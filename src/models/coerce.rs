//! Lenient conversions from raw column values
//!
//! Query results are loosely typed: a number may arrive as `300` or `"300"`, a flag
//! as `false`, `"False"` or `0`. Every function here returns `None` instead of
//! failing when the value cannot be read.

use chrono::{DateTime, NaiveDate, NaiveDateTime, Utc};
use serde_json::Value;

/// Offset-aware formats tried after RFC 3339
const OFFSET_FORMATS: &[&str] = &[
    "%Y-%m-%d %H:%M:%S%.f %z",
    "%Y-%m-%d %H:%M:%S%.f%z",
    "%Y-%m-%d %H:%M:%S%.f %:z",
    "%Y-%m-%d %H:%M:%S%.f%:z",
];

/// Naive formats, read as UTC
const NAIVE_FORMATS: &[&str] = &["%Y-%m-%d %H:%M:%S%.f", "%Y-%m-%dT%H:%M:%S%.f"];

/// Text of a value; null stays absent
pub fn string(value: &Value) -> Option<String> {
    match value {
        Value::Null => None,
        Value::String(s) => Some(s.clone()),
        Value::Number(n) => Some(n.to_string()),
        Value::Bool(b) => Some(b.to_string()),
        other => Some(other.to_string()),
    }
}

/// Text of a value, with empty strings treated as absent
pub fn non_empty_string(value: &Value) -> Option<String> {
    string(value).filter(|s| !s.trim().is_empty())
}

pub fn integer(value: &Value) -> Option<i64> {
    match value {
        Value::Number(n) => n.as_i64().or_else(|| {
            n.as_f64()
                .filter(|f| f.fract() == 0.0 && f.abs() < i64::MAX as f64)
                .map(|f| f as i64)
        }),
        Value::String(s) => {
            let s = s.trim();
            s.parse::<i64>().ok().or_else(|| {
                s.parse::<f64>()
                    .ok()
                    .filter(|f| f.is_finite() && f.fract() == 0.0 && f.abs() < i64::MAX as f64)
                    .map(|f| f as i64)
            })
        }
        Value::Bool(b) => Some(i64::from(*b)),
        _ => None,
    }
}

pub fn float(value: &Value) -> Option<f64> {
    match value {
        Value::Number(n) => n.as_f64(),
        Value::String(s) => s.trim().parse::<f64>().ok().filter(|f| f.is_finite()),
        _ => None,
    }
}

pub fn boolean(value: &Value) -> Option<bool> {
    match value {
        Value::Bool(b) => Some(*b),
        Value::Number(n) => match n.as_i64() {
            Some(0) => Some(false),
            Some(1) => Some(true),
            _ => None,
        },
        Value::String(s) => match s.trim().to_lowercase().as_str() {
            "true" | "t" | "yes" | "y" | "1" => Some(true),
            "false" | "f" | "no" | "n" | "0" => Some(false),
            _ => None,
        },
        _ => None,
    }
}

/// Parse a timestamp
///
/// Tries RFC 3339, space-separated with an offset, naive space- and T-separated
/// (as UTC), a trailing ` UTC` suffix and a bare date, then falls back to epoch
/// seconds given as a number or numeric string. The first format that parses wins.
pub fn datetime(value: &Value) -> Option<DateTime<Utc>> {
    match value {
        Value::Number(n) => n.as_f64().and_then(from_epoch),
        Value::String(s) => parse_datetime_str(s.trim()),
        _ => None,
    }
}

fn parse_datetime_str(s: &str) -> Option<DateTime<Utc>> {
    if s.is_empty() {
        return None;
    }

    if let Ok(dt) = DateTime::parse_from_rfc3339(s) {
        return Some(dt.with_timezone(&Utc));
    }

    for fmt in OFFSET_FORMATS {
        if let Ok(dt) = DateTime::parse_from_str(s, fmt) {
            return Some(dt.with_timezone(&Utc));
        }
    }

    let naive = s
        .strip_suffix(" UTC")
        .or_else(|| s.strip_suffix('Z'))
        .unwrap_or(s);
    for fmt in NAIVE_FORMATS {
        if let Ok(dt) = NaiveDateTime::parse_from_str(naive, fmt) {
            return Some(dt.and_utc());
        }
    }

    if let Ok(date) = NaiveDate::parse_from_str(naive, "%Y-%m-%d") {
        return date.and_hms_opt(0, 0, 0).map(|dt| dt.and_utc());
    }

    s.parse::<f64>().ok().and_then(from_epoch)
}

fn from_epoch(secs: f64) -> Option<DateTime<Utc>> {
    if !secs.is_finite() {
        return None;
    }
    let whole = secs.floor();
    let nanos = ((secs - whole) * 1e9).round().min(999_999_999.0) as u32;
    DateTime::from_timestamp(whole as i64, nanos)
}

• • • • •

= To do =
All that belongs in the answer is the run of lines above from the line containing "after RFC 3339" through the line containing "Value::String(s) => match", exactly as written.

= Result =
/// Offset-aware formats tried after RFC 3339
const OFFSET_FORMATS: &[&str] = &[
    "%Y-%m-%d %H:%M:%S%.f %z",
    "%Y-%m-%d %H:%M:%S%.f%z",
    "%Y-%m-%d %H:%M:%S%.f %:z",
    "%Y-%m-%d %H:%M:%S%.f%:z",
];

/// Naive formats, read as UTC
const NAIVE_FORMATS: &[&str] = &["%Y-%m-%d %H:%M:%S%.f", "%Y-%m-%dT%H:%M:%S%.f"];

/// Text of a value; null stays absent
pub fn string(value: &Value) -> Option<String> {
    match value {
        Value::Null => None,
        Value::String(s) => Some(s.clone()),
        Value::Number(n) => Some(n.to_string()),
        Value::Bool(b) => Some(b.to_string()),
        other => Some(other.to_string()),
    }
}

/// Text of a value, with empty strings treated as absent
pub fn non_empty_string(value: &Value) -> Option<String> {
    string(value).filter(|s| !s.trim().is_empty())
}

pub fn integer(value: &Value) -> Option<i64> {
    match value {
        Value::Number(n) => n.as_i64().or_else(|| {
            n.as_f64()
                .filter(|f| f.fract() == 0.0 && f.abs() < i64::MAX as f64)
                .map(|f| f as i64)
        }),
        Value::String(s) => {
            let s = s.trim();
            s.parse::<i64>().ok().or_else(|| {
                s.parse::<f64>()
                    .ok()
                    .filter(|f| f.is_finite() && f.fract() == 0.0 && f.abs() < i64::MAX as f64)
                    .map(|f| f as i64)
            })
        }
        Value::Bool(b) => Some(i64::from(*b)),
        _ => None,
    }
}

pub fn float(value: &Value) -> Option<f64> {
    match value {
        Value::Number(n) => n.as_f64(),
        Value::String(s) => s.trim().parse::<f64>().ok().filter(|f| f.is_finite()),
        _ => None,
    }
}

pub fn boolean(value: &Value) -> Option<bool> {
    match value {
        Value::Bool(b) => Some(*b),
        Value::Number(n) => match n.as_i64() {
            Some(0) => Some(false),
            Some(1) => Some(true),
            _ => None,
        },
        Value::String(s) => match s.trim().to_lowercase().as_str() {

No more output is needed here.